[Saved entries]
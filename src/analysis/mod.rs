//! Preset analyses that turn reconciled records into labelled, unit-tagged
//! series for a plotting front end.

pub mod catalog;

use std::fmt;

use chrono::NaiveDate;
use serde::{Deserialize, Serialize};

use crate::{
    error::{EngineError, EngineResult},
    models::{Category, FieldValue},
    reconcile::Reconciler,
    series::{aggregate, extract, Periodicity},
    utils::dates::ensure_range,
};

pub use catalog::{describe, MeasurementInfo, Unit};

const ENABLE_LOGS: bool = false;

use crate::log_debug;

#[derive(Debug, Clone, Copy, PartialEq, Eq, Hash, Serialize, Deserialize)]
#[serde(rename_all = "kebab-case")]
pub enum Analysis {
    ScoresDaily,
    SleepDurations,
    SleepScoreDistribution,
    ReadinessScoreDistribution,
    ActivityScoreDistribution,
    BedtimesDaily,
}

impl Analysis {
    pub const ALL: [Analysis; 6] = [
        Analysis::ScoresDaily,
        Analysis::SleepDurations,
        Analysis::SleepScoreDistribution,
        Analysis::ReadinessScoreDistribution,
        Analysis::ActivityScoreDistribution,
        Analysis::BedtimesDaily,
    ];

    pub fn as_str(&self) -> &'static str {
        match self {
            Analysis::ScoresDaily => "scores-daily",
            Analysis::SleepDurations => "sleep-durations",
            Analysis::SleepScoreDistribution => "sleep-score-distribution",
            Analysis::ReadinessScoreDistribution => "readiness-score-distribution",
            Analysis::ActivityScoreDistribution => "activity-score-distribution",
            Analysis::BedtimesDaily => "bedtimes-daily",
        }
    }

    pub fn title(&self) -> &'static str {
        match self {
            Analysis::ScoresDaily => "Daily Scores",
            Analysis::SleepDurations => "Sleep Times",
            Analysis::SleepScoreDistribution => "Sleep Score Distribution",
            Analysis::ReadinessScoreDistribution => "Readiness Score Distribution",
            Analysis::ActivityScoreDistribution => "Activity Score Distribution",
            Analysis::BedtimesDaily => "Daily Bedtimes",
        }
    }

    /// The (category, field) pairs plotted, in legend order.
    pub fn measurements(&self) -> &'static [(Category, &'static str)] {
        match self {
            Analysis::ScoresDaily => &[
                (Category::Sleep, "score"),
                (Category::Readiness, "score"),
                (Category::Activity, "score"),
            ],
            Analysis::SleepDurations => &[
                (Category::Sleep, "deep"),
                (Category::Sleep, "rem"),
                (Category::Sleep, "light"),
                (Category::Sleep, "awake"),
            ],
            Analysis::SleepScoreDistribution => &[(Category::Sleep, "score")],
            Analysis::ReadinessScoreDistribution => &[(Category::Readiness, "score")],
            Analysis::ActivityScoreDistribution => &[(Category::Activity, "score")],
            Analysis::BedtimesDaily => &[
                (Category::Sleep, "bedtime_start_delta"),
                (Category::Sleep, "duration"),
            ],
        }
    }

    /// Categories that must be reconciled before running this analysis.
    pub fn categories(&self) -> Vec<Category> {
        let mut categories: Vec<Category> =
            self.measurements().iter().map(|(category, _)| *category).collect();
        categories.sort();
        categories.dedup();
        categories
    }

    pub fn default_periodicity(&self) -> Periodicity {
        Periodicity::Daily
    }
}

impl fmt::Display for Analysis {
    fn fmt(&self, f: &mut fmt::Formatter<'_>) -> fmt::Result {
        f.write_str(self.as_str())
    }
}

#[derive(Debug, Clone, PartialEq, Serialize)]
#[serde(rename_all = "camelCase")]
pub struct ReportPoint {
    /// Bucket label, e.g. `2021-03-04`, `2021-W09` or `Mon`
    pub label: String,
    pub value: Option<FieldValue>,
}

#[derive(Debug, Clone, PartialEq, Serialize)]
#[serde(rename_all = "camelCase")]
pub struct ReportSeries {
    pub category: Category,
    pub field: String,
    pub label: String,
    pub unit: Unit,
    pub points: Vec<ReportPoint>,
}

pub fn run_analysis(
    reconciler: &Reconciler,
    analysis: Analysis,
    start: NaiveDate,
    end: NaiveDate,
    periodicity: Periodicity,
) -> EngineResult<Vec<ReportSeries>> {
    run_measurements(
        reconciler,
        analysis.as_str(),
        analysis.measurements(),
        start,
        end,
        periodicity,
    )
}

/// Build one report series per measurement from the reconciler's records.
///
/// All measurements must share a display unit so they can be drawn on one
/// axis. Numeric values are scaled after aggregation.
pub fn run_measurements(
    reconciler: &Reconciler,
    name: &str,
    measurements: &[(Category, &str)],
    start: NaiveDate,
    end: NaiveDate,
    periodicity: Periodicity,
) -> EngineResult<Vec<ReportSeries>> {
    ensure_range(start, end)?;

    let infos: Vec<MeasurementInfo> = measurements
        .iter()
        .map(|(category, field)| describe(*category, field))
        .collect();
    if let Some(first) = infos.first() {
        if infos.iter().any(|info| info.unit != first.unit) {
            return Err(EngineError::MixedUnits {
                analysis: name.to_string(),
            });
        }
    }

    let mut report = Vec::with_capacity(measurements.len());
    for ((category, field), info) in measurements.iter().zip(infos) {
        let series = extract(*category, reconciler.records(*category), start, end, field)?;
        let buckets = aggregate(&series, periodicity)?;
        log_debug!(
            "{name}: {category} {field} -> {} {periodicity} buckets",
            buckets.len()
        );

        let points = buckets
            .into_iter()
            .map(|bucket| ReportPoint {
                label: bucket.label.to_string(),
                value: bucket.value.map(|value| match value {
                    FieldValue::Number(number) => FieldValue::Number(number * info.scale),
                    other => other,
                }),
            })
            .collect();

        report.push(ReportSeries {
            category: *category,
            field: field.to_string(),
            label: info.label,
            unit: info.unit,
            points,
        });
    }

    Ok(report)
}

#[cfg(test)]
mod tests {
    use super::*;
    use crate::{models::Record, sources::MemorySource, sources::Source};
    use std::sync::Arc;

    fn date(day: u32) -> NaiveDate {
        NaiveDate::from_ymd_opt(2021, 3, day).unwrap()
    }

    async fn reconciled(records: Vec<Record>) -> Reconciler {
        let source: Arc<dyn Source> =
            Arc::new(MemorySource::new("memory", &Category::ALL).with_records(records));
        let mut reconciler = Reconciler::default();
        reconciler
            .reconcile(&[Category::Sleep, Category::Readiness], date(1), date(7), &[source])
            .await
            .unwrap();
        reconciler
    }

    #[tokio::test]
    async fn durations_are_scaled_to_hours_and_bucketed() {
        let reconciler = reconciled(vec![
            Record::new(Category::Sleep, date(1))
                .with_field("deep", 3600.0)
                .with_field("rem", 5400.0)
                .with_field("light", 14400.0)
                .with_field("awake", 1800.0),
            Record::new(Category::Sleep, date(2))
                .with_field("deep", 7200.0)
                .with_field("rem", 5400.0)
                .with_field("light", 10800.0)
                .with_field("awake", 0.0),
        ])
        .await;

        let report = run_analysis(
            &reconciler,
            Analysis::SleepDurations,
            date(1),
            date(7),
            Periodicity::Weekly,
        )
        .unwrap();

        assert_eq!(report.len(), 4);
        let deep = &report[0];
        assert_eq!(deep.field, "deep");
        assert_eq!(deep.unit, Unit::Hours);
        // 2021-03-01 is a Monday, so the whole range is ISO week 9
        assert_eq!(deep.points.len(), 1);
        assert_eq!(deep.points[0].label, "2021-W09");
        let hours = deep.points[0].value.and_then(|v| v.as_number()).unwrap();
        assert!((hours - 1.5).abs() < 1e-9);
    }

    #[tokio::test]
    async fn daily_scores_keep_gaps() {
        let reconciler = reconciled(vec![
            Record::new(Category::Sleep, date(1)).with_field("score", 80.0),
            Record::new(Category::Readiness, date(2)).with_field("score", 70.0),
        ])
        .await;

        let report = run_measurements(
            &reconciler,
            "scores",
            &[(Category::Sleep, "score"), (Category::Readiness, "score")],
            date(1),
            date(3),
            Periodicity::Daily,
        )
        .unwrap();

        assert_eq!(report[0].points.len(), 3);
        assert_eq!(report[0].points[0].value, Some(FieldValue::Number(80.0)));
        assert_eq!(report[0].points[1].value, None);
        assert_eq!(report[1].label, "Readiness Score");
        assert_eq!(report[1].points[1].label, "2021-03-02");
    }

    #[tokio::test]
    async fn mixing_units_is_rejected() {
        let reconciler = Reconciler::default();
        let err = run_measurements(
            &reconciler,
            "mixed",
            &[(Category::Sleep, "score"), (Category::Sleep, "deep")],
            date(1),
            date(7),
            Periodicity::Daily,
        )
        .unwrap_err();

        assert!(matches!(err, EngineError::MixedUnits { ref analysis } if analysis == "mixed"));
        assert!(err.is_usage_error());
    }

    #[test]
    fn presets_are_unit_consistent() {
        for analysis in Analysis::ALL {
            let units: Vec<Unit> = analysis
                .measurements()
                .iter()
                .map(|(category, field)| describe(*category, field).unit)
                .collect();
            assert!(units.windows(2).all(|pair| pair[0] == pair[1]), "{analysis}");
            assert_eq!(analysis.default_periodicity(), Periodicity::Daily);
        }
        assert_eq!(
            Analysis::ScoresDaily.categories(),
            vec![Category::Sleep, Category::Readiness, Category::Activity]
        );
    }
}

→ **YOUR OBJECTIVE**
Tell how many lines of the data above contain the word "ActivityScoreDistribution", giving the number by itself.

→ **ANSWER FOR THE TASK**
5